Bu yazıyı bugün müze ve kütüphane olan, şair John Keats’in evinden yazıyorum. Çünkü yazabiliyorum. Ev hâlâ ayakta, hâlâ yaşayan bir mekân olarak kullanılıyor.
İngiliz Şair John Keats, 1821’de Roma’da hayatını kaybettiğinde 25 yaşındaydı. İnsanlar 200 yıl önce daha genç ölüyorlardı ve bu yüzden kısa hayatlarına çok şey sığdırmak zorundalardı. 19. yüzyılda şairseniz, sağlıklı bir yaşam gündeminizdeki en son, en önemsiz konuydu muhtemelen. Keats için de durum farklı değildi. Annesi ve ağabeyi gibi veremden öldü.
2021 şairin ölümünün 200. yılı. Bu vesileyle yılın ilk aylarından bu yana ölüm tarihi olan 23 Şubat’tan başlayarak çeşitli anma etkinlikleri gerçekleşti. Sir Bob Geldof bu anma yılının sözcüsüydü. Keats’in şiirini “seksi bir müziğe” benzettiğini ifade etmiş bir konuşmasında. Geçen hafta Londra’ya sonbaharın ufaktan gelmesiyle paralel Keats’in sonbahar şiirleri ele alınıyordu bir yazıda. Onun bu şiirleri yazdığı yerleri aynı şekilde dolaşmak mümkün hâlâ.
Keats 1795’te Londra’da Moorgate’te dünyaya geldi. Kendi kuşağının romantik şairleri Percy Bysshe Shelley (30 yaşında hayata veda etmişti o da) ve Byron ile birlikte anılıyor adı edebiyat tarihinde. Ailesi onu Eton’a göndermek istemiş ama paraları yetmemiş, Enfield’de John Clarke’tan eğitim almış. Yazılanlara göre eğitiminin ilk yıllarında Latince, Yunanca ve bahçıvanlık öğrenmiş. Bu üçüncüsünün İngilizler için çok önemli bir mesele olduğunu anladığımdan bana hiç garip gelmedi bu üçleme.
Keats çocuk denecek yaşta hızla klasiklere merak sarmış. Rönesans edebiyatına dalmış. Bir yandan bunlar olurken, öte yandan hayat tüm acımasızlığıyla devam ediyormuş. Babası attan düşüp ölmüş. Annesi ardından mutsuz bir ikinci evlilik yapmış. Tüm bunların sonucunda Keats kardeşleriyle birlikte anneannesine emanet edilmiş. Annesi o 14 yaşındayken ölmüş.
Bugün Hampstead’de girişinde enteresan bir tapasçı bulunan Church Street’te bir çatı katına yerleşmiş ve cerrah Thomas Hammond’a asistanlık yapmaya başlamış.
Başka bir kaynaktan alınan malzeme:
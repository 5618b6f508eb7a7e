use crate::db::DatabaseError;
use crate::models::{ChatSession, ParticipantMap, ParticipantRole, SessionKey};
use async_trait::async_trait;
use chrono::{DateTime, Utc};
use sqlx::types::Json;
use sqlx::{FromRow, PgPool};
use uuid::Uuid;

use super::SessionRepository;

#[derive(Debug, FromRow)]
struct ChatSessionRow {
    project_id: Uuid,
    issue_id: Uuid,
    session_id: Uuid,
    created_at: DateTime<Utc>,
    modified_at: DateTime<Utc>,
    participants: Json<ParticipantMap>,
}

impl From<ChatSessionRow> for ChatSession {
    fn from(row: ChatSessionRow) -> Self {
        Self {
            project_id: row.project_id,
            issue_id: row.issue_id,
            session_id: row.session_id,
            participants: row.participants.0,
            created_at: row.created_at,
            modified_at: row.modified_at,
        }
    }
}

pub struct PgSessionRepository {
    pool: PgPool,
}

impl PgSessionRepository {
    pub fn new(pool: PgPool) -> Self {
        Self { pool }
    }
}

#[async_trait]
impl SessionRepository for PgSessionRepository {
    async fn insert(&self, session: &ChatSession) -> Result<(), DatabaseError> {
        sqlx::query(
            r#"
            INSERT INTO chat_sessions (project_id, issue_id, session_id, created_at, modified_at, participants)
            VALUES ($1, $2, $3, $4, $5, $6)
            ON CONFLICT (project_id, issue_id, session_id) DO UPDATE
            SET created_at = EXCLUDED.created_at,
                modified_at = EXCLUDED.modified_at,
                participants = EXCLUDED.participants
            "#,
        )
        .bind(session.project_id)
        .bind(session.issue_id)
        .bind(session.session_id)
        .bind(session.created_at)
        .bind(session.modified_at)
        .bind(Json(&session.participants))
        .execute(&self.pool)
        .await?;

        Ok(())
    }

    async fn find(&self, key: &SessionKey) -> Result<Option<ChatSession>, DatabaseError> {
        let record = sqlx::query_as::<_, ChatSessionRow>(
            r#"
            SELECT project_id, issue_id, session_id, created_at, modified_at, participants
            FROM chat_sessions
            WHERE project_id = $1 AND issue_id = $2 AND session_id = $3
            "#,
        )
        .bind(key.project_id)
        .bind(key.issue_id)
        .bind(key.session_id)
        .fetch_optional(&self.pool)
        .await?;

        Ok(record.map(ChatSession::from))
    }

    async fn find_by_issue(
        &self,
        project_id: Uuid,
        issue_id: Uuid,
    ) -> Result<Vec<ChatSession>, DatabaseError> {
        let records = sqlx::query_as::<_, ChatSessionRow>(
            r#"
            SELECT project_id, issue_id, session_id, created_at, modified_at, participants
            FROM chat_sessions
            WHERE project_id = $1 AND issue_id = $2
            ORDER BY session_id
            "#,
        )
        .bind(project_id)
        .bind(issue_id)
        .fetch_all(&self.pool)
        .await?;

        Ok(records.into_iter().map(ChatSession::from).collect())
    }

    async fn put_participant(
        &self,
        key: &SessionKey,
        user_id: Uuid,
        role: ParticipantRole,
        modified_at: DateTime<Utc>,
    ) -> Result<bool, DatabaseError> {
        let result = sqlx::query(
            r#"
            UPDATE chat_sessions
            SET participants = participants || jsonb_build_object($4::text, $5::text),
                modified_at = $6
            WHERE project_id = $1 AND issue_id = $2 AND session_id = $3
            "#,
        )
        .bind(key.project_id)
        .bind(key.issue_id)
        .bind(key.session_id)
        .bind(user_id.to_string())
        .bind(role.as_str())
        .bind(modified_at)
        .execute(&self.pool)
        .await?;

        Ok(result.rows_affected() > 0)
    }

    async fn remove_participant(
        &self,
        key: &SessionKey,
        user_id: Uuid,
        modified_at: DateTime<Utc>,
    ) -> Result<bool, DatabaseError> {
        let result = sqlx::query(
            r#"
            UPDATE chat_sessions
            SET participants = participants - $4::text,
                modified_at = $5
            WHERE project_id = $1 AND issue_id = $2 AND session_id = $3
            "#,
        )
        .bind(key.project_id)
        .bind(key.issue_id)
        .bind(key.session_id)
        .bind(user_id.to_string())
        .bind(modified_at)
        .execute(&self.pool)
        .await?;

        Ok(result.rows_affected() > 0)
    }

    async fn delete(&self, key: &SessionKey) -> Result<bool, DatabaseError> {
        let result = sqlx::query(
            "DELETE FROM chat_sessions WHERE project_id = $1 AND issue_id = $2 AND session_id = $3",
        )
        .bind(key.project_id)
        .bind(key.issue_id)
        .bind(key.session_id)
        .execute(&self.pool)
        .await?;

        Ok(result.rows_affected() > 0)
    }
}

#[cfg(test)]
mod tests {
    use super::*;

    #[test]
    fn test_row_maps_to_session() {
        let user = Uuid::new_v4();
        let now = Utc::now();
        let row = ChatSessionRow {
            project_id: Uuid::new_v4(),
            issue_id: Uuid::new_v4(),
            session_id: Uuid::new_v4(),
            created_at: now,
            modified_at: now,
            participants: Json([(user, ParticipantRole::Initiator)].into_iter().collect()),
        };
        let key = SessionKey::new(row.project_id, row.issue_id, row.session_id);

        let session = ChatSession::from(row);

        assert_eq!(session.key(), key);
        assert_eq!(session.role_of(&user), Some(ParticipantRole::Initiator));
    }
}
use config::{Config as ConfigBuilder, ConfigError, Environment, File};
use serde::{Deserialize, Serialize};
use std::path::PathBuf;
use thiserror::Error;

use crate::error::ChatError;

const APP_DIR: &str = "ticket-chat";

#[derive(Debug, Error)]
pub enum ConfigLoadError {
    #[error("Configuration error: {0}")]
    Config(#[from] ConfigError),

    #[error("Missing required configuration: {0}")]
    MissingRequired(String),

    #[error("Invalid configuration value for {key}: {message}")]
    InvalidValue { key: String, message: String },
}

impl From<ConfigLoadError> for ChatError {
    fn from(err: ConfigLoadError) -> Self {
        ChatError::Config(err.to_string())
    }
}

#[derive(Debug, Clone, Serialize, Deserialize, Default)]
pub struct ChatConfig {
    #[serde(default)]
    pub database: DatabaseSettings,
    #[serde(default)]
    pub logging: LoggingConfig,
    #[serde(default)]
    pub messages: MessageConfig,
    #[serde(default)]
    pub ocr: OcrConfig,
}

#[derive(Debug, Clone, Serialize, Deserialize)]
pub struct DatabaseSettings {
    #[serde(default = "default_database_url")]
    pub url: String,

    #[serde(default = "default_pool_min")]
    pub pool_min_connections: u32,

    #[serde(default = "default_pool_max")]
    pub pool_max_connections: u32,

    #[serde(default = "default_acquire_timeout")]
    pub pool_acquire_timeout_secs: u64,

    #[serde(default = "default_idle_timeout")]
    pub pool_idle_timeout_secs: u64,
}

#[derive(Debug, Clone, Serialize, Deserialize)]
pub struct LoggingConfig {
    #[serde(default = "default_log_level")]
    pub level: String,

    #[serde(default)]
    pub json_format: bool,
}

#[derive(Debug, Clone, Serialize, Deserialize)]
pub struct MessageConfig {
    /// Upper bound on TEXT content, in characters.
    #[serde(default = "default_max_content_length")]
    pub max_content_length: usize,
}

#[derive(Debug, Clone, Serialize, Deserialize)]
pub struct OcrConfig {
    #[serde(default = "default_true")]
    pub enabled: bool,

    #[serde(default = "default_request_topic")]
    pub request_topic: String,

    #[serde(default = "default_result_topic")]
    pub result_topic: String,

    /// REST proxy base URL of the broker. Empty leaves file messages without
    /// OCR, since no extraction service can be reached.
    #[serde(default)]
    pub broker_url: String,

    #[serde(default = "default_publish_timeout")]
    pub publish_timeout_secs: u64,

    /// Consumer group the result consumer joins on the broker.
    #[serde(default = "default_consumer_group")]
    pub consumer_group: String,

    /// Pause between result polls when the last poll came back empty.
    #[serde(default = "default_poll_interval")]
    pub poll_interval_ms: u64,
}

fn default_database_url() -> String {
    "postgres://localhost/ticket_chat_dev".to_string()
}

fn default_pool_min() -> u32 {
    1
}

fn default_pool_max() -> u32 {
    10
}

fn default_acquire_timeout() -> u64 {
    30
}

fn default_idle_timeout() -> u64 {
    600
}

fn default_log_level() -> String {
    "info".to_string()
}

fn default_max_content_length() -> usize {
    8000
}

fn default_true() -> bool {
    true
}

fn default_request_topic() -> String {
    "ocr-requests".to_string()
}

fn default_result_topic() -> String {
    "ocr-results".to_string()
}

fn default_publish_timeout() -> u64 {
    10
}

fn default_consumer_group() -> String {
    "ticket-chat-ocr".to_string()
}

fn default_poll_interval() -> u64 {
    1000
}

impl Default for DatabaseSettings {
    fn default() -> Self {
        Self {
            url: default_database_url(),
            pool_min_connections: default_pool_min(),
            pool_max_connections: default_pool_max(),
            pool_acquire_timeout_secs: default_acquire_timeout(),
            pool_idle_timeout_secs: default_idle_timeout(),
        }
    }
}

impl Default for LoggingConfig {
    fn default() -> Self {
        Self {
            level: default_log_level(),
            json_format: false,
        }
    }
}

impl Default for MessageConfig {
    fn default() -> Self {
        Self {
            max_content_length: default_max_content_length(),
        }
    }
}

impl Default for OcrConfig {
    fn default() -> Self {
        Self {
            enabled: true,
            request_topic: default_request_topic(),
            result_topic: default_result_topic(),
            broker_url: String::new(),
            publish_timeout_secs: default_publish_timeout(),
            consumer_group: default_consumer_group(),
            poll_interval_ms: default_poll_interval(),
        }
    }
}

impl OcrConfig {
    pub fn uses_external_broker(&self) -> bool {
        !self.broker_url.trim().is_empty()
    }
}

impl ChatConfig {
    pub fn load() -> Result<Self, ConfigLoadError> {
        Self::load_from_paths(get_config_paths())
    }

    pub fn load_from_paths(paths: Vec<PathBuf>) -> Result<Self, ConfigLoadError> {
        load_dotenv_files();

        let mut builder = ConfigBuilder::builder();

        for path in paths {
            if path.exists() {
                builder = builder.add_source(File::from(path).required(false));
            }
        }

        // TICKET_CHAT_OCR__RESULT_TOPIC -> ocr.result_topic
        builder = builder.add_source(
            Environment::with_prefix("TICKET_CHAT")
                .prefix_separator("_")
                .separator("__")
                .try_parsing(true),
        );

        let mut chat_config: ChatConfig = builder.build()?.try_deserialize()?;

        if let Ok(url) = std::env::var("DATABASE_URL") {
            chat_config.database.url = url;
        }

        if let Ok(level) = std::env::var("TICKET_CHAT_LOG_LEVEL") {
            chat_config.logging.level = level;
        } else if let Ok(level) = std::env::var("RUST_LOG") {
            chat_config.logging.level = level;
        }

        chat_config.validate()?;

        Ok(chat_config)
    }

    pub fn validate(&self) -> Result<(), ConfigLoadError> {
        if self.database.url.is_empty() {
            return Err(ConfigLoadError::MissingRequired("database.url".to_string()));
        }

        if !self.database.url.starts_with("postgres://")
            && !self.database.url.starts_with("postgresql://")
        {
            return Err(ConfigLoadError::InvalidValue {
                key: "database.url".to_string(),
                message:
                    "Must be a valid PostgreSQL URL starting with postgres:// or postgresql://"
                        .to_string(),
            });
        }

        if self.database.pool_min_connections > self.database.pool_max_connections {
            return Err(ConfigLoadError::InvalidValue {
                key: "database.pool_min_connections".to_string(),
                message: "Cannot be greater than pool_max_connections".to_string(),
            });
        }

        if self.messages.max_content_length == 0 {
            return Err(ConfigLoadError::InvalidValue {
                key: "messages.max_content_length".to_string(),
                message: "Must be greater than 0".to_string(),
            });
        }

        if self.ocr.request_topic.trim().is_empty() {
            return Err(ConfigLoadError::MissingRequired(
                "ocr.request_topic".to_string(),
            ));
        }

        if self.ocr.result_topic.trim().is_empty() {
            return Err(ConfigLoadError::MissingRequired("ocr.result_topic".to_string()));
        }

        if self.ocr.request_topic == self.ocr.result_topic {
            return Err(ConfigLoadError::InvalidValue {
                key: "ocr.result_topic".to_string(),
                message: "Must differ from ocr.request_topic".to_string(),
            });
        }

        if self.ocr.uses_external_broker()
            && !self.ocr.broker_url.starts_with("http://")
            && !self.ocr.broker_url.starts_with("https://")
        {
            return Err(ConfigLoadError::InvalidValue {
                key: "ocr.broker_url".to_string(),
                message: "Must start with http:// or https://".to_string(),
            });
        }

        if self.ocr.uses_external_broker() && self.ocr.consumer_group.trim().is_empty() {
            return Err(ConfigLoadError::MissingRequired("ocr.consumer_group".to_string()));
        }

        if self.ocr.poll_interval_ms == 0 {
            return Err(ConfigLoadError::InvalidValue {
                key: "ocr.poll_interval_ms".to_string(),
                message: "Must be greater than 0".to_string(),
            });
        }

        let valid_levels = ["trace", "debug", "info", "warn", "error"];
        let level_lower = self.logging.level.to_lowercase();
        if !valid_levels.contains(&level_lower.as_str()) && !level_lower.contains('=') {
            return Err(ConfigLoadError::InvalidValue {
                key: "logging.level".to_string(),
                message: format!(
                    "Invalid log level '{}'. Must be one of: {:?}",
                    self.logging.level, valid_levels
                ),
            });
        }

        Ok(())
    }

    pub fn database_url(&self) -> &str {
        &self.database.url
    }

    pub fn log_level(&self) -> &str {
        &self.logging.level
    }

    pub fn max_content_length(&self) -> usize {
        self.messages.max_content_length
    }
}

fn get_config_paths() -> Vec<PathBuf> {
    let mut paths = Vec::new();

    if let Ok(cwd) = std::env::current_dir() {
        paths.push(cwd.join("config").join("default.toml"));
        paths.push(cwd.join("config").join("local.toml"));
        paths.push(cwd.join("ticket-chat.toml"));
    }

    if let Some(config_dir) = get_config_dir() {
        paths.push(config_dir.join("config.toml"));
    }

    paths
}

fn load_dotenv_files() {
    for path in get_dotenv_paths() {
        if path.exists() {
            let _ = dotenvy::from_path(&path);
        }
    }
}

fn get_dotenv_paths() -> Vec<PathBuf> {
    let mut paths = Vec::new();

    if let Ok(cwd) = std::env::current_dir() {
        paths.push(cwd.join(".env"));
        paths.push(cwd.join(".env.local"));
    }

    if let Some(config_dir) = get_config_dir() {
        paths.push(config_dir.join(".env"));
    }

    paths
}

pub fn get_config_dir() -> Option<PathBuf> {
    dirs::config_dir().map(|d| d.join(APP_DIR))
}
1815’te tıp öğrencisi olarak King’s College bünyesindeki Guy’s Hospital’a başlamış. Ailesi ve yakınları bu pahalı eğitimi desteklemiş çünkü muhtemelen uzun bir tıp kariyerine sahip olacağını ve hayat boyu rahat edeceğini hesaplamışlar. Ama tabii olaylar böyle gelişmiyor.
1816’da eczacı lisansı almış Keats ama o yıl şair olmaya karar verdiğini açıklamış. Ardından şiirleri muhtelif dergilerde yayımlanmaya başlıyor. Şair olarak belli bir çevrede tanınmaya başlıyor.
Keats 1818’de arkadaşının yeni yaptırdığı Wentworth House’a taşınıyor. Burası bugün Keats’in evi olarak bilinen bina. Hampstead Heath parkı girişine yakın, genişçe bir ev. Yarı müze, yarı kütüphane. Bazen kızımla gidip çocuk kitaplarını karıştırdığımız, ara sıra sessiz bir köşesini çalışmak için kullandığım bir yer.
Keats en önemli eserlerini burada bu bahçede ve Hamstead Heath parkında yaptığı yürüyüşlerde kaleme almış. Bu park bugün de bir orman özelliği taşıyan bir alan. İçinde türlü türlü kuşların, başta buranın en yaygın türlerinden kızıl gerdanların evi. Her köşesinde ayrı bir atmosfer yaşanan, tamamen bakir bir doğa parçası. 200 yıl sonra Keats’in gezindiği patikalardan, onun izinden yürüyebilirsiniz.
Dünya bütün hızıyla dönmeye devam ederken Londra’nın bu köşesinde zaman o kadar da hızlı akmıyor.
İnsan ister istemez her sokağında, binasında onlarca, yüzlerce hikâyeyle ayakta kalabilmiş bir şehrin ne büyük bir lüks ve nimet olduğunu anlıyor.